Thus we have the following theorem:

**Theorem 7.4.** Parallel-Bounded-Increment-and-Freeze is a CREW PRAM algorithm that computes the first k entries of the LRU hit-rate curve of a trace of size n, while achieving work  $O(n \log k)$  and span polylog n.



Figure 1: Prefix(k, -1), in red, and Postfix(j, 0), in black, are an efficient encoding of Increment(j, k, 1) and Freeze(j). The increments outside of the range [j, k] cancel and within the range they sum to 1. The Postfix then freezes i.

Parallel-Bounded-Increment—and–Freeze pushes its parallelism beyond  $\Theta(\log k)$  at the cost of additional memory consumption (as chunks must reside in memory simultaneously). Given a memory of size M, Parallel-Bounded-Increment—and–Freeze achieves parallelism  $O((M/k)\log k)$ . This is a factor  $\log k$  improvement over using augmented-tree algorithms to process chunks in parallel. With M memory, this approach, i.e. PARDA [21], achieves O(M/k) parallelism.

### 8 SYSTEMS ENGINEERING

In order for Increment—and—Freeze to be efficient in practice, there are several important engineering optimizations that need to be made. We describe here two optimizations that are especially impactful: (1) an alternative space-efficient encoding of the Increment and Freeze operations, and (2) an optimized approach to performing the partition routine. These optimizations are critical for minimizing memory usage. Collectively, they reduce memory usage by a factor of 6-12×. Roughly a factor of 4-6× comes from the encoding and roughly 1.5-2× comes from the improved partition. This memory reduction is, in turn, crucial for performance, as having a small memory footprint results in fewer cache misses.

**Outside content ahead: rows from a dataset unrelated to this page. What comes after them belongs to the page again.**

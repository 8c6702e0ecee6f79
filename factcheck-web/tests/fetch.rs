use factcheck_common::FetchConfig;
use factcheck_web::{FetchError, PageFetcher};
use wiremock::matchers::{method, path};
use wiremock::{Mock, MockServer, Request, ResponseTemplate};

const PAGE: &str = r#"<!doctype html>
<html>
  <head>
    <title>X raises $50M</title>
    <style>body { color: red; }</style>
    <script src="/tracker.js"></script>
  </head>
  <body>
    <h1>Company X raises $50M</h1>
    <script>window.dataLayer = [];</script>
    <p>The Series B   round was led by Y.</p>
  </body>
</html>"#;

/// Exact header match. Values here contain commas, which the stock matcher
/// splits on.
fn header_is(name: &'static str, expected: String) -> impl Fn(&Request) -> bool + Send + Sync + 'static {
    move |req: &Request| {
        req.headers
            .get(name)
            .and_then(|v| v.to_str().ok())
            .is_some_and(|v| v == expected)
    }
}

fn fetcher() -> PageFetcher {
    PageFetcher::new(&FetchConfig::default()).expect("fetcher builds")
}

#[tokio::test]
async fn html_page_is_cleaned_to_visible_text() {
    let server = MockServer::start().await;
    Mock::given(method("GET"))
        .and(path("/story"))
        .and(header_is("accept-language", "en-US,en;q=0.5".to_string()))
        .respond_with(ResponseTemplate::new(200).set_body_raw(PAGE, "text/html; charset=utf-8"))
        .expect(1)
        .mount(&server)
        .await;

    let page = fetcher()
        .fetch(&format!("{}/story", server.uri()))
        .await
        .expect("page fetched");

    assert_eq!(
        page.content,
        "X raises $50M Company X raises $50M The Series B round was led by Y."
    );
    assert_eq!(page.content_type, "text/html; charset=utf-8");
}

#[tokio::test]
async fn sends_browser_like_headers() {
    let server = MockServer::start().await;
    let agent = FetchConfig::default().user_agent;
    Mock::given(method("GET"))
        .and(header_is("user-agent", agent))
        .and(header_is(
            "accept",
            "text/html,application/xhtml+xml,application/xml;q=0.9,*/*;q=0.8".to_string(),
        ))
        .respond_with(ResponseTemplate::new(200).set_body_raw("<p>ok</p>", "text/html"))
        .expect(1)
        .mount(&server)
        .await;

    let resp = fetcher().fetch_response(&server.uri()).await;
    assert!(resp.success, "{resp:?}");
    assert_eq!(resp.content.as_deref(), Some("ok"));
}

#[tokio::test]
async fn upstream_error_status_is_reported() {
    let server = MockServer::start().await;
    Mock::given(method("GET"))
        .respond_with(ResponseTemplate::new(404))
        .mount(&server)
        .await;

    let resp = fetcher()
        .fetch_response(&format!("{}/missing", server.uri()))
        .await;
    assert!(!resp.success);
    assert_eq!(resp.error.as_deref(), Some("Failed to fetch URL: 404 Not Found"));
    assert_eq!(resp.content, None);
}

#[tokio::test]
async fn non_html_content_is_refused() {
    let server = MockServer::start().await;
    Mock::given(method("GET"))
        .respond_with(ResponseTemplate::new(200).set_body_raw("{}", "application/json"))
        .mount(&server)
        .await;

    let err = fetcher().fetch(&server.uri()).await.unwrap_err();
    assert!(matches!(err, FetchError::ContentType(ref t) if t == "application/json"));
    assert_eq!(err.to_string(), "Invalid content type: application/json");
}

#[tokio::test]
async fn unsupported_scheme_is_an_invalid_url() {
    let err = fetcher().fetch("ftp://example.com/file").await.unwrap_err();
    assert!(matches!(err, FetchError::InvalidUrl(_)));
}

An alternative encoding of Increment and Freeze. In our implementation of Increment—AND—Freeze, we replace the Increment and Freeze operations with a different pair of operations, Prefix and Postfix. These operations implicitly operate on an interval I = [a, b], which is the range covered by the current recursive subproblem:

- Prefix(t, r): This is equivalent to an Increment(a, t, 1) followed by an Increment(a, b, r).
- Postfix(t, r): This is equivalent to an Increment(t, b, 1), followed by a Freeze(t), and then an Increment(a, b, r).

Recall that, previously, our operation sequence S consisted of pairs of Increment and Freeze operations of the form Increment(j, k, 1), Freeze(j). This can be replaced with the pair Prefix(k, -1), Postfix(j, 0) as shown in Figure 1. Here we are using the fact that incrementing the interval [j, k] is equivalent to incrementing the prefix ( $-\infty, k$ ], decrementing ( $-\infty, \infty$ ), and then incrementing the suffix ( $k, \infty$ ).

It is a straightforward exercise to express the projection of a Postfix/Prefix operation onto a smaller interval as a Postfix/Prefix operation on that interval. Moreover, whenever a Prefix operation effects an entire interval, it can be merged with the operation directly preceding it (regardless of whether that operation is a Postfix or Prefix operation). This replaces the merging of Increment operations used in the original INCREMENT—AND—FREEZE algorithm.

One advantage of Postfix/Prefix operations is that they simplify the code. A second advantage is that, in a careful implementation, one can guarantee that the total number of operations at each level of recursion (across all subproblems) never exceeds 2*n*.

An efficient implementation of the partition routine. We now turn our focus to implementing the partition routine, which takes as input the shrunk projection  $S_I = \langle x_1, x_2, ... \rangle$  of S on interval I, and outputs the shrunk projections  $S_{I_1}$  and  $S_{I_2}$  onto I's constituent halves. As notation, let  $I_1 = [a, b]$  and  $I_2 = [b + 1, c]$ .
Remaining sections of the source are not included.